→ Task directions: Your job is to copy the lines from the material that include "HashMap".

→ The records:
☆ ☆ ☆ ☆ ☆ ☆ ☆

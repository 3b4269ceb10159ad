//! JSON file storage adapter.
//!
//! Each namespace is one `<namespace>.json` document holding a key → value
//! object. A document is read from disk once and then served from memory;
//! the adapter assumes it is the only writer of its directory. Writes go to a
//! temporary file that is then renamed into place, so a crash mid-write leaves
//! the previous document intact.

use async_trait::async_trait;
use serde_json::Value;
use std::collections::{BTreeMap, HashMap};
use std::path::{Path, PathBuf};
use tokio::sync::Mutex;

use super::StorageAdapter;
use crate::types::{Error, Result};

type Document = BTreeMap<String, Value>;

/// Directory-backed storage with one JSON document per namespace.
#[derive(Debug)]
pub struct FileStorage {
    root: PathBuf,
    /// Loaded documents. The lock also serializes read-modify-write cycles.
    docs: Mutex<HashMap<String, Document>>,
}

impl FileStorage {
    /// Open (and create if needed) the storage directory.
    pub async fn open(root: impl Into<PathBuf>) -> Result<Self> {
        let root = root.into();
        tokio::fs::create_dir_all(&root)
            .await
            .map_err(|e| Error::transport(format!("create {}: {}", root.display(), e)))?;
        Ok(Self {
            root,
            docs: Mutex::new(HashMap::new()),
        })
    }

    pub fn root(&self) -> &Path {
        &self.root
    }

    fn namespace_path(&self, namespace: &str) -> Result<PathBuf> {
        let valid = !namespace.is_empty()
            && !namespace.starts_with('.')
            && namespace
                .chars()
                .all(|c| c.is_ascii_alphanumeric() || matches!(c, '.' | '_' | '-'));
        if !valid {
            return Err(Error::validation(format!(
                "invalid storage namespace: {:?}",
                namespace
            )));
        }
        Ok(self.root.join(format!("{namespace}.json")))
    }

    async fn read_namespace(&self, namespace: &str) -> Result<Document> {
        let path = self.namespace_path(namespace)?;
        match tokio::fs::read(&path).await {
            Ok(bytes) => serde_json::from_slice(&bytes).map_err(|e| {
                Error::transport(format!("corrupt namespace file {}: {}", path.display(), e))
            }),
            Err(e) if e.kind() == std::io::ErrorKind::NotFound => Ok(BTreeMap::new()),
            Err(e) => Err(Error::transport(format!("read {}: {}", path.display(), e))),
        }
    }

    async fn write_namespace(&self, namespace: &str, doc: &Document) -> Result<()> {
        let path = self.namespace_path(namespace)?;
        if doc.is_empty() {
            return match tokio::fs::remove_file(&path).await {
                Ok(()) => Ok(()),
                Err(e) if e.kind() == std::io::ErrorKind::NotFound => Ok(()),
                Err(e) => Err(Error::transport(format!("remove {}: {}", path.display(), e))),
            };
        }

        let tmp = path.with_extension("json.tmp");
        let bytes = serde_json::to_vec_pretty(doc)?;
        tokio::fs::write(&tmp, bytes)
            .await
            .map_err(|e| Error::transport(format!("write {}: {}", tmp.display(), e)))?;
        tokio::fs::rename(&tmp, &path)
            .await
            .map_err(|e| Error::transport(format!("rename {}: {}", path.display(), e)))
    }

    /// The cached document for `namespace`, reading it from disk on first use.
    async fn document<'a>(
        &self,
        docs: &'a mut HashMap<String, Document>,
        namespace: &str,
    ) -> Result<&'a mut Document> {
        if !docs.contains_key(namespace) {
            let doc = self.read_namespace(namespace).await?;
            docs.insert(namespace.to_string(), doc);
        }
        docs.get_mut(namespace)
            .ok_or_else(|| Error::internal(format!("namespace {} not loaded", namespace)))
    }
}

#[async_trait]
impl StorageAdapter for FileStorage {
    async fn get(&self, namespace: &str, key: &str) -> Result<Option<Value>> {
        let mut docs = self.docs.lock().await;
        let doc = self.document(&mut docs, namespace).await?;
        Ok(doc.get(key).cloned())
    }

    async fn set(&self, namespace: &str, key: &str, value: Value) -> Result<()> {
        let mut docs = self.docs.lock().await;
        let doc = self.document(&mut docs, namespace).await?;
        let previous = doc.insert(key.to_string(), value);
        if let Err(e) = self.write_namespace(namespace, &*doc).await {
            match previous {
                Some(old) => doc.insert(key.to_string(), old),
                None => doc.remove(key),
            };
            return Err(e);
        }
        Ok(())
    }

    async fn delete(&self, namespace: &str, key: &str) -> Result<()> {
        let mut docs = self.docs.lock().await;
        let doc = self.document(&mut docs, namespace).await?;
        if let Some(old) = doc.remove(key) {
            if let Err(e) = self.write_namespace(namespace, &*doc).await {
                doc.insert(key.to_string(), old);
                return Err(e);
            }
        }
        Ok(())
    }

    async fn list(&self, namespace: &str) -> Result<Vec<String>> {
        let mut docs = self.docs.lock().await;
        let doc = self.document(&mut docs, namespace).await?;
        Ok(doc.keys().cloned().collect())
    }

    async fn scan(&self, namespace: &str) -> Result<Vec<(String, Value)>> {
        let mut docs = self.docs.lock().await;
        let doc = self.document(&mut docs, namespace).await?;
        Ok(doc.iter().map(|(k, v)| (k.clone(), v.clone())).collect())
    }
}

☆ ☆ ☆ ☆ ☆ ☆ ☆

→ Reply to the task:
use std::collections::{BTreeMap, HashMap};
    docs: Mutex<HashMap<String, Document>>,
            docs: Mutex::new(HashMap::new()),
        docs: &'a mut HashMap<String, Document>,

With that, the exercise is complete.